[[ Data open ]]

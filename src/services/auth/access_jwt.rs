use async_trait::async_trait;
use jsonwebtoken::{Algorithm, DecodingKey, Validation};
use serde::Deserialize;
use std::{error::Error as StdError, fmt};

use crate::error::{Error, Kind};
use crate::services::auth::identity::{AccessToken, Subject};

/// Resolves an access token to the subject it was issued for.
#[async_trait]
pub trait Authenticator: Send + Sync {
    async fn authenticate(&self, token: &AccessToken) -> Result<Subject, Error>;
}

// Errors returned by access-token verification + strict claim validation.
#[derive(Debug)]
pub enum AccessJwtError {
    Jwt(jsonwebtoken::errors::Error),
    MissingOrInvalidAud,
    EmptyClaim(&'static str),
}

impl fmt::Display for AccessJwtError {
    fn fmt(&self, f: &mut fmt::Formatter<'_>) -> fmt::Result {
        match self {
            Self::Jwt(e) => write!(f, "jwt verification failed: {}", e),
            Self::MissingOrInvalidAud => write!(f, "missing or invalid 'aud' claim"),
            Self::EmptyClaim(name) => write!(f, "empty '{}' claim", name),
        }
    }
}

impl StdError for AccessJwtError {
    fn source(&self) -> Option<&(dyn StdError + 'static)> {
        match self {
            Self::Jwt(e) => Some(e),
            _ => None,
        }
    }
}

impl From<jsonwebtoken::errors::Error> for AccessJwtError {
    fn from(e: jsonwebtoken::errors::Error) -> Self {
        Self::Jwt(e)
    }
}

impl From<AccessJwtError> for Error {
    fn from(e: AccessJwtError) -> Self {
        Error::wrap_with(Kind::Unauthenticated, "invalid access token", e)
    }
}

fn aud_is_present_and_valid(aud: &serde_json::Value) -> bool {
    match aud {
        serde_json::Value::String(s) => !s.trim().is_empty(),
        serde_json::Value::Array(arr) => arr.iter().any(|v| match v {
            serde_json::Value::String(s) => !s.trim().is_empty(),
            _ => false,
        }),
        // Missing claim ends up as Null due to #[serde(default)]
        _ => false,
    }
}

/// Access token (JWT) claims.
///
/// `sub` is the subject's email, the identifier policies are written against.
#[derive(Debug, Clone, Deserialize)]
pub struct AccessTokenClaims {
    pub iss: String,
    // Keep as Value to accept both string and array. Validation handles audience checks.
    #[serde(default)]
    pub aud: serde_json::Value,

    pub sub: String,
    pub exp: u64,

    #[serde(default)]
    pub nbf: Option<u64>,
    #[serde(default)]
    pub iat: Option<u64>,
    #[serde(default)]
    pub jti: Option<String>,

    #[serde(default)]
    pub name: Option<String>,
    #[serde(default)]
    pub roles: Option<Vec<String>>,
}

/// HS256 access-token verifier.
///
/// - Key material is intentionally not printable via Debug.
#[derive(Clone)]
pub struct JwtAuthenticator {
    decoding_key: DecodingKey,
    validation: Validation,
}

impl fmt::Debug for JwtAuthenticator {
    fn fmt(&self, f: &mut fmt::Formatter<'_>) -> fmt::Result {
        // Do not print key material
        f.debug_struct("JwtAuthenticator")
            .field("validation", &self.validation)
            .finish()
    }
}

impl JwtAuthenticator {
    pub fn new(secret: &[u8], issuer: &str, audience: &str, leeway_seconds: u64) -> Self {
        let mut validation = Validation::new(Algorithm::HS256);
        validation.set_issuer(&[issuer]);
        validation.set_audience(&[audience]);
        validation.leeway = leeway_seconds;

        Self {
            decoding_key: DecodingKey::from_secret(secret),
            validation,
        }
    }

    // Verify and decode a JWT access token.
    pub fn verify(&self, token: &str) -> Result<AccessTokenClaims, jsonwebtoken::errors::Error> {
        let data =
            jsonwebtoken::decode::<AccessTokenClaims>(token, &self.decoding_key, &self.validation)?;

        Ok(data.claims)
    }

    /// Verify + strict claim validation.
    ///
    /// `jsonwebtoken::Validation` already checks:
    /// - signature
    /// - `exp` (unless disabled)
    /// - `iss` and `aud` (because we set them)
    ///
    /// This method additionally checks:
    /// - required claims are present *and not empty* (`iss`, `aud`, `sub`, `exp`)
    pub fn verify_strict(&self, token: &str) -> Result<AccessTokenClaims, AccessJwtError> {
        let claims = self.verify(token)?;

        if claims.iss.trim().is_empty() {
            return Err(AccessJwtError::EmptyClaim("iss"));
        }
        if claims.sub.trim().is_empty() {
            return Err(AccessJwtError::EmptyClaim("sub"));
        }
        if claims.exp == 0 {
            return Err(AccessJwtError::EmptyClaim("exp"));
        }
        if !aud_is_present_and_valid(&claims.aud) {
            return Err(AccessJwtError::MissingOrInvalidAud);
        }

        Ok(claims)
    }
}

#[async_trait]
impl Authenticator for JwtAuthenticator {
    async fn authenticate(&self, token: &AccessToken) -> Result<Subject, Error> {
        let claims = self
            .verify_strict(token.token())
            .map_err(|e| Error::from(e).with_param("token_type", token.token_type()))?;

        Ok(Subject {
            email: claims.sub,
            name: claims.name,
            roles: claims.roles.unwrap_or_default(),
        })
    }
}

#[cfg(test)]
pub(crate) mod tests {
    use jsonwebtoken::{EncodingKey, Header};
    use serde_json::json;

    use super::*;
    use crate::services::auth::identity::BEARER_TOKEN_TYPE;

    pub(crate) const SECRET: &[u8] = b"test-secret-that-is-long-enough-for-hs256";
    pub(crate) const ISSUER: &str = "https://auth.example.com";
    pub(crate) const AUDIENCE: &str = "movie-api";

    pub(crate) fn now() -> u64 {
        chrono::Utc::now().timestamp().unsigned_abs()
    }

    pub(crate) fn mint(claims: &serde_json::Value) -> String {
        jsonwebtoken::encode(
            &Header::new(Algorithm::HS256),
            claims,
            &EncodingKey::from_secret(SECRET),
        )
        .unwrap()
    }

    pub(crate) fn mint_for(sub: &str) -> String {
        mint(&json!({
            "iss": ISSUER,
            "aud": AUDIENCE,
            "sub": sub,
            "exp": now() + 600,
            "name": "Test User",
            "roles": ["user"],
        }))
    }

    fn authenticator() -> JwtAuthenticator {
        JwtAuthenticator::new(SECRET, ISSUER, AUDIENCE, 0)
    }

    fn bearer(token: String) -> AccessToken {
        AccessToken::new(token, BEARER_TOKEN_TYPE)
    }

    #[tokio::test]
    async fn valid_token_resolves_subject() {
        let subject = authenticator()
            .authenticate(&bearer(mint_for("alice@example.com")))
            .await
            .unwrap();

        assert_eq!(subject.email, "alice@example.com");
        assert_eq!(subject.name.as_deref(), Some("Test User"));
        assert_eq!(subject.roles, vec!["user".to_owned()]);
    }

    #[tokio::test]
    async fn wrong_audience_is_unauthenticated() {
        let token = mint(&json!({
            "iss": ISSUER,
            "aud": "someone-else",
            "sub": "alice@example.com",
            "exp": now() + 600,
        }));

        let err = authenticator().authenticate(&bearer(token)).await.unwrap_err();
        assert_eq!(err.kind(), Kind::Unauthenticated);
        assert_eq!(err.message(), "invalid access token");
    }

    #[tokio::test]
    async fn expired_token_is_unauthenticated() {
        let token = mint(&json!({
            "iss": ISSUER,
            "aud": AUDIENCE,
            "sub": "alice@example.com",
            "exp": now() - 3600,
        }));

        let err = authenticator().authenticate(&bearer(token)).await.unwrap_err();
        assert_eq!(err.kind(), Kind::Unauthenticated);
    }

    #[tokio::test]
    async fn empty_sub_is_rejected() {
        let token = mint(&json!({
            "iss": ISSUER,
            "aud": AUDIENCE,
            "sub": "  ",
            "exp": now() + 600,
        }));

        let err = authenticator().authenticate(&bearer(token)).await.unwrap_err();
        assert_eq!(err.kind(), Kind::Unauthenticated);
        assert!(err.cause_text().unwrap().contains("'sub'"));
    }

    #[tokio::test]
    async fn garbage_is_unauthenticated_and_never_echoed() {
        let err = authenticator()
            .authenticate(&bearer("not-a-jwt".to_owned()))
            .await
            .unwrap_err();

        assert_eq!(err.kind(), Kind::Unauthenticated);
        assert!(!err.to_string().contains("not-a-jwt"));
    }

    #[test]
    fn debug_hides_key_material() {
        let dbg = format!("{:?}", authenticator());
        assert!(dbg.contains("JwtAuthenticator"));
        assert!(!dbg.contains("test-secret"));
    }
}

[[ Data closed ]]

• What is expected
From the records above, transcribe exactly the run of lines that opens with the line holding "impl From<jsonwebtoken::errors::Error> for" and closes with the line holding "serde_json::Value::Array(arr) => arr.iter().any(|v|", both included.

• Solution to this exercise
impl From<jsonwebtoken::errors::Error> for AccessJwtError {
    fn from(e: jsonwebtoken::errors::Error) -> Self {
        Self::Jwt(e)
    }
}

impl From<AccessJwtError> for Error {
    fn from(e: AccessJwtError) -> Self {
        Error::wrap_with(Kind::Unauthenticated, "invalid access token", e)
    }
}

fn aud_is_present_and_valid(aud: &serde_json::Value) -> bool {
    match aud {
        serde_json::Value::String(s) => !s.trim().is_empty(),
        serde_json::Value::Array(arr) => arr.iter().any(|v| match v {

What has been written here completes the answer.